Он проповедывал эту философию у себя на фабрике, производящей аргирол. Доктор Барнс развешивал картины на стенах фабрики, охотно общался с рабочими, рассказывая им об искусстве, живописи, выслушивая их мнения. Считая, что шести часов в день вполне достаточно для работы, остальные два часа он посвящал образовательным программам. Одной из его любимых философских книг была How We Think, написанная одним из самых известных американских философов XX века ученым Джоном Дьюи. Барнс посещал его семинары в Columbia University, они познакомились и стали близкими друзьями. Джон Дьюи стал первым директором фонда Барнса и навсегда – его другом.

В 1922 году доктор Барнс учреждает фонд своего имени. Это было зрелое решение, которое потребовало многочисленных консультаций с юристами, вложения огромных средств – страховой капитал составлял более шести миллионов долларов. Фонд должен был, согласно его замыслу, способствовать популяризации изобразительного искусства. Барнс мечтал о том, что Фонд будет теснейшим образом сотрудничать с его Alma-mater University of Pennsylvania.

В договоре, составленном в 1924 году с университетом, было написано, что студенты университета имеют право обучаться в классах Фонда и им будут засчитываться эти предметы. Все, казалось бы, было оговорено, но как только этот договор стал достоянием общественности, моментально поднялась волна протеста со стороны теоретиков и художественных критиков, упрекающих Барнса в некомпетентности.

О, какие грозные письма писал он своим противникам, которых моментально зачислил в стан врагов. Какие уничижительные эпитеты и сравнения он им придумывал – в этом жанре он был мастером. Однако, увы – эксперимент потерпел фиаско, количество студентов, желающих получить образование в Barnes Foundation, было весьма ограниченным. Одной из весомых причин были сложные для понимания учебники, составленные самим доктором. Книга объемом в 500 страниц под названием Art in Painting была написана трудным, малодоступным языком. Теория искусств, излагаемая в книге, была запутана, сложна и противоречива.

Доктор Барнс предназначал значительные средства для помощи молодым художникам, ученым, студентам. Со свойственной ему тщательностью и взвешенностью решений, Барнс продумал состав совета директоров, в который, кроме него, входили его жена, двое доверенных сотрудников и полковник Уилсон, бывший владелец примыкавшего к дому парка.

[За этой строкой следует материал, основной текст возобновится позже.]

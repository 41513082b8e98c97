//! Conversation memory
//!
//! Keeps the recent chat turns of a session so the classifier and the
//! general-question handler can see what was just said.

pub mod store;

pub use store::{ConversationHistory, ConversationMessage, MessageRole};
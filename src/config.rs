//! Environment-driven configuration
//!
//! Binaries call `dotenv::dotenv()` first, so a local `.env` works too.

use crate::error::OrchestrationError;
use crate::Result;
use std::env;
use std::str::FromStr;

pub const DEFAULT_MODEL: &str = "gemini-2.0-flash";

#[derive(Debug, Clone)]
pub struct OrchestratorConfig {
    pub gemini_api_key: String,
    pub classifier_model: String,
    pub agent_model: String,
    pub writer_model: String,
    pub classifier_temperature: f32,
    pub agent_temperature: f32,
    pub max_output_tokens: u32,
    pub search_base_url: Option<String>,
    pub search_num_results: usize,
    /// How many recent conversation turns the classifier sees
    pub classifier_history_turns: usize,
    pub port: u16,
}

impl Default for OrchestratorConfig {
    fn default() -> Self {
        Self {
            gemini_api_key: String::new(),
            classifier_model: DEFAULT_MODEL.to_string(),
            agent_model: DEFAULT_MODEL.to_string(),
            writer_model: DEFAULT_MODEL.to_string(),
            classifier_temperature: 0.0,
            agent_temperature: 0.3,
            max_output_tokens: 4096,
            search_base_url: None,
            search_num_results: 5,
            classifier_history_turns: 4,
            port: 8080,
        }
    }
}

impl OrchestratorConfig {
    pub fn from_env() -> Result<Self> {
        let defaults = Self::default();

        Ok(Self {
            gemini_api_key: env::var("GEMINI_API_KEY").unwrap_or_default(),
            classifier_model: env::var("CLASSIFIER_MODEL").unwrap_or(defaults.classifier_model),
            agent_model: env::var("AGENT_MODEL").unwrap_or(defaults.agent_model),
            writer_model: env::var("WRITER_MODEL").unwrap_or(defaults.writer_model),
            classifier_temperature: parse_var("CLASSIFIER_TEMPERATURE", defaults.classifier_temperature)?,
            agent_temperature: parse_var("AGENT_TEMPERATURE", defaults.agent_temperature)?,
            max_output_tokens: parse_var("MAX_OUTPUT_TOKENS", defaults.max_output_tokens)?,
            search_base_url: env::var("SEARCH_API_BASE_URL")
                .ok()
                .filter(|url| !url.trim().is_empty()),
            search_num_results: parse_var("SEARCH_NUM_RESULTS", defaults.search_num_results)?,
            classifier_history_turns: parse_var(
                "CLASSIFIER_HISTORY_TURNS",
                defaults.classifier_history_turns,
            )?,
            port: match env::var("PORT").or_else(|_| env::var("API_PORT")) {
                Ok(raw) => parse_value("PORT", &raw)?,
                Err(_) => defaults.port,
            },
        })
    }

    pub fn has_api_key(&self) -> bool {
        !self.gemini_api_key.is_empty() && self.gemini_api_key != "your_gemini_api_key_here"
    }
}

fn parse_var<T: FromStr>(name: &str, default: T) -> Result<T> {
    match env::var(name) {
        Ok(raw) => parse_value(name, &raw),
        Err(_) => Ok(default),
    }
}

fn parse_value<T: FromStr>(name: &str, raw: &str) -> Result<T> {
    raw.trim().parse().map_err(|_| {
        OrchestrationError::ConfigError(format!("{} has an invalid value: {:?}", name, raw))
    })
}

#[cfg(test)]
mod tests {
    use super::*;

    #[test]
    fn test_parse_value() {
        let tokens: u32 = parse_value("MAX_OUTPUT_TOKENS", " 2048 ").unwrap();
        assert_eq!(tokens, 2048);

        let err = parse_value::<u16>("PORT", "eighty").unwrap_err();
        assert!(err.to_string().contains("PORT"));
    }

    #[test]
    fn test_defaults() {
        let config = OrchestratorConfig::default();
        assert_eq!(config.classifier_model, DEFAULT_MODEL);
        assert!(!config.has_api_key());
        assert!(config.search_base_url.is_none());
    }
}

Официальное открытие фонда состоялось лишь в марте 1924 года. Все было обставлено довольно скромно, без пышных церемоний и речей. Джон Дьюи, занимавший к тому времени пост директора по образованию, в кратком вступительном слове обозначил просветительские задачи фонда и представил собравшимся трех преподавателей. К тому времени коллекция состояла из более чем 700 картин, в которые входило 100 работ Ренуара, 50 – Сезанна, 22 картины Пикассо, много работ Гогена, Ван Гога и прочих французских художников. Казалось бы, все прекрасно – наступил звездный час доктора Барнса..

Однако двери двух его элегантных домов светлокремового цвета не раскрылись для публики, не были даже объявлены часы посещения. Казалось, доктор вообще не собирался представить широкой публике свою уникальную коллекцию, о которой ходили легенды. Но почему? Что это – одна из загадок доктора Барнса? Пожалуй, как считали исследователи его жизни, это был его ответ многочисленным критикам, отрицательно отозвавшимся о выставке работ французских художников, которую он устроил в Philadelphia Academy of Fine Arts.